__Record excerpts__.
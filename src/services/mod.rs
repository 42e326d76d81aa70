//! Service layer for SpendWise
//!
//! Business rules on top of the storage layer: validation, budget alerts,
//! registration and settings changes.

pub mod alert;
pub mod expense;
pub mod profile;
pub mod settings;
pub mod validation;

pub use alert::{alert_message, evaluate_budget_alert};
pub use expense::{AddedExpense, EntrySource, ExpenseService};
pub use profile::ProfileService;
pub use settings::SettingsService;
pub use validation::{validate_draft, ExpenseForm, Field, ValidationErrors};
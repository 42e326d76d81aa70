//! Expense entry validation
//!
//! `validate_draft` is a pure function of the draft and today's date and is
//! meant to be re-run after every edit. `ExpenseForm` pairs a draft with the
//! "touched" flag that decides when errors are shown and enforced.

use std::collections::BTreeMap;
use std::fmt;

use chrono::NaiveDate;

use crate::error::{SpendwiseError, SpendwiseResult};
use crate::models::{Category, ExpenseDraft, Money};

pub const AMOUNT_REQUIRED: &str = "Amount must be greater than zero.";
pub const CATEGORY_REQUIRED: &str = "Please select a category.";
pub const DATE_REQUIRED: &str = "Date is required.";
pub const DATE_IN_FUTURE: &str = "Expense date cannot be in the future.";

/// Form fields that can carry an error
#[derive(Debug, Clone, Copy, PartialEq, Eq, PartialOrd, Ord, Hash)]
pub enum Field {
    Amount,
    Category,
    Date,
}

impl fmt::Display for Field {
    fn fmt(&self, f: &mut fmt::Formatter<'_>) -> fmt::Result {
        match self {
            Field::Amount => write!(f, "amount"),
            Field::Category => write!(f, "category"),
            Field::Date => write!(f, "date"),
        }
    }
}

/// Field name to message; empty means the draft is valid
pub type ValidationErrors = BTreeMap<Field, String>;

/// Check every rule and collect all failures
pub fn validate_draft(draft: &ExpenseDraft, today: NaiveDate) -> ValidationErrors {
    let mut errors = ValidationErrors::new();

    match draft.amount {
        Some(amount) if amount.is_positive() => {}
        _ => {
            errors.insert(Field::Amount, AMOUNT_REQUIRED.to_string());
        }
    }

    match draft.category.as_deref().map(str::trim) {
        None | Some("") => {
            errors.insert(Field::Category, CATEGORY_REQUIRED.to_string());
        }
        Some(name) => {
            if let Err(unknown) = name.parse::<Category>() {
                errors.insert(Field::Category, unknown.to_string());
            }
        }
    }

    match draft.date {
        None => {
            errors.insert(Field::Date, DATE_REQUIRED.to_string());
        }
        Some(date) if date > today => {
            errors.insert(Field::Date, DATE_IN_FUTURE.to_string());
        }
        Some(_) => {}
    }

    errors
}

/// The manual entry form: a draft plus whether the user has touched it
#[derive(Debug, Clone, PartialEq, Eq)]
pub struct ExpenseForm {
    draft: ExpenseDraft,
    touched: bool,
}

impl ExpenseForm {
    /// A fresh form: no amount, category Other, empty description, today
    pub fn new(today: NaiveDate) -> Self {
        Self {
            draft: ExpenseDraft::new()
                .category(Category::Other.as_str())
                .description("")
                .date(today),
            touched: false,
        }
    }

    pub fn draft(&self) -> &ExpenseDraft {
        &self.draft
    }

    pub fn is_touched(&self) -> bool {
        self.touched
    }

    pub fn set_amount(&mut self, amount: Option<Money>) {
        self.draft.amount = amount;
        self.touched = true;
    }

    pub fn set_category(&mut self, category: Option<String>) {
        self.draft.category = category;
        self.touched = true;
    }

    /// Description is free text and never fails, so it doesn't touch the form
    pub fn set_description(&mut self, description: impl Into<String>) {
        self.draft.description = Some(description.into());
    }

    pub fn set_date(&mut self, date: Option<NaiveDate>) {
        self.draft.date = date;
        self.touched = true;
    }

    /// Errors for the current draft, whether or not they're shown yet
    pub fn errors(&self, today: NaiveDate) -> ValidationErrors {
        validate_draft(&self.draft, today)
    }

    /// Errors to display: none until the form is touched
    pub fn visible_errors(&self, today: NaiveDate) -> ValidationErrors {
        if self.touched {
            self.errors(today)
        } else {
            ValidationErrors::new()
        }
    }

    /// Submit is only disabled once the form is touched and invalid
    pub fn can_submit(&self, today: NaiveDate) -> bool {
        !self.touched || self.errors(today).is_empty()
    }

    /// Attempt a submit
    ///
    /// Marks the form touched. On success returns the draft and resets the
    /// form; on failure the draft is kept so the user can fix it.
    pub fn submit(&mut self, today: NaiveDate) -> SpendwiseResult<ExpenseDraft> {
        self.touched = true;

        let errors = self.errors(today);
        if !errors.is_empty() {
            return Err(SpendwiseError::Validation(errors));
        }

        let submitted = std::mem::replace(self, Self::new(today));
        Ok(submitted.draft)
    }
}

#[cfg(test)]
mod tests {
    use super::*;

    fn today() -> NaiveDate {
        NaiveDate::from_ymd_opt(2025, 6, 15).unwrap()
    }

    fn valid_draft() -> ExpenseDraft {
        ExpenseDraft::new()
            .amount(Money::from_rupees(250))
            .category("Food")
            .date(today())
    }

    #[test]
    fn test_valid_draft_has_no_errors() {
        assert!(validate_draft(&valid_draft(), today()).is_empty());
    }

    #[test]
    fn test_non_positive_amounts_rejected() {
        for paise in [0, -1, -25_000] {
            let mut draft = valid_draft();
            draft.amount = Some(Money::from_paise(paise));
            let errors = validate_draft(&draft, today());
            assert_eq!(errors.get(&Field::Amount).map(String::as_str), Some(AMOUNT_REQUIRED));
        }

        let mut draft = valid_draft();
        draft.amount = None;
        assert!(validate_draft(&draft, today()).contains_key(&Field::Amount));
    }

    #[test]
    fn test_category_rules() {
        let mut draft = valid_draft();
        draft.category = Some("   ".into());
        assert_eq!(
            validate_draft(&draft, today()).get(&Field::Category).map(String::as_str),
            Some(CATEGORY_REQUIRED)
        );

        draft.category = None;
        assert!(validate_draft(&draft, today()).contains_key(&Field::Category));

        draft.category = Some("Yachts".into());
        assert_eq!(
            validate_draft(&draft, today()).get(&Field::Category).map(String::as_str),
            Some("Unknown category 'Yachts'.")
        );
    }

    #[test]
    fn test_date_rules() {
        let mut draft = valid_draft();

        draft.date = today().succ_opt();
        assert_eq!(
            validate_draft(&draft, today()).get(&Field::Date).map(String::as_str),
            Some(DATE_IN_FUTURE)
        );

        draft.date = Some(today());
        assert!(!validate_draft(&draft, today()).contains_key(&Field::Date));

        draft.date = today().pred_opt();
        assert!(!validate_draft(&draft, today()).contains_key(&Field::Date));

        draft.date = None;
        assert_eq!(
            validate_draft(&draft, today()).get(&Field::Date).map(String::as_str),
            Some(DATE_REQUIRED)
        );
    }

    #[test]
    fn test_all_errors_reported_together() {
        let errors = validate_draft(&ExpenseDraft::new(), today());
        assert_eq!(errors.len(), 3);
    }

    #[test]
    fn test_untouched_form_hides_errors() {
        let form = ExpenseForm::new(today());
        assert!(!form.is_touched());
        assert!(form.errors(today()).contains_key(&Field::Amount));
        assert!(form.visible_errors(today()).is_empty());
        assert!(form.can_submit(today()));
    }

    #[test]
    fn test_editing_touches_form() {
        let mut form = ExpenseForm::new(today());
        form.set_description("Lunch");
        assert!(!form.is_touched());

        form.set_amount(Some(Money::zero()));
        assert!(form.is_touched());
        assert!(!form.can_submit(today()));
        assert!(form.visible_errors(today()).contains_key(&Field::Amount));

        form.set_amount(Some(Money::from_rupees(90)));
        assert!(form.can_submit(today()));
    }

    #[test]
    fn test_failed_submit_keeps_draft() {
        let mut form = ExpenseForm::new(today());
        let err = form.submit(today()).unwrap_err();

        assert!(err.is_validation());
        assert!(form.is_touched());
        assert_eq!(form.draft().category.as_deref(), Some("Other"));
    }

    #[test]
    fn test_successful_submit_resets_form() {
        let mut form = ExpenseForm::new(today());
        form.set_amount(Some(Money::from_rupees(40)));
        form.set_category(Some("Transport".into()));
        form.set_description("Metro");

        let draft = form.submit(today()).unwrap();
        assert_eq!(draft.amount, Some(Money::from_rupees(40)));
        assert_eq!(draft.description.as_deref(), Some("Metro"));

        assert_eq!(form, ExpenseForm::new(today()));
    }
}
//! YAML snapshot export, the human-readable twin of the JSON export

use std::io::Write;

use crate::error::{SpendwiseError, SpendwiseResult};
use crate::export::json::FullExport;
use crate::storage::Storage;

/// Export the full snapshot to YAML with a short comment header
pub fn export_full_yaml<W: Write>(storage: &Storage, writer: &mut W) -> SpendwiseResult<()> {
    let export = FullExport::from_storage(storage)?;

    let header = format!(
        "# SpendWise data export\n# Generated: {}\n# App Version: {}\n#\n# Expenses older than two months are not included.\n\n",
        export.exported_at, export.app_version
    );
    writer
        .write_all(header.as_bytes())
        .map_err(|e| SpendwiseError::Export(e.to_string()))?;

    serde_yaml::to_writer(writer, &export).map_err(|e| SpendwiseError::Export(e.to_string()))
}

/// Read a YAML snapshot back
pub fn read_yaml_export(yaml_str: &str) -> SpendwiseResult<FullExport> {
    let export: FullExport =
        serde_yaml::from_str(yaml_str).map_err(|e| SpendwiseError::Parse(e.to_string()))?;
    export.validate().map_err(SpendwiseError::Parse)?;
    Ok(export)
}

__Exercise brief__. Each line of the data above containing the string "with" is to be copied.

__Output below__.
//! meant to be re-run after every edit. `ExpenseForm` pairs a draft with the
/// Export the full snapshot to YAML with a short comment header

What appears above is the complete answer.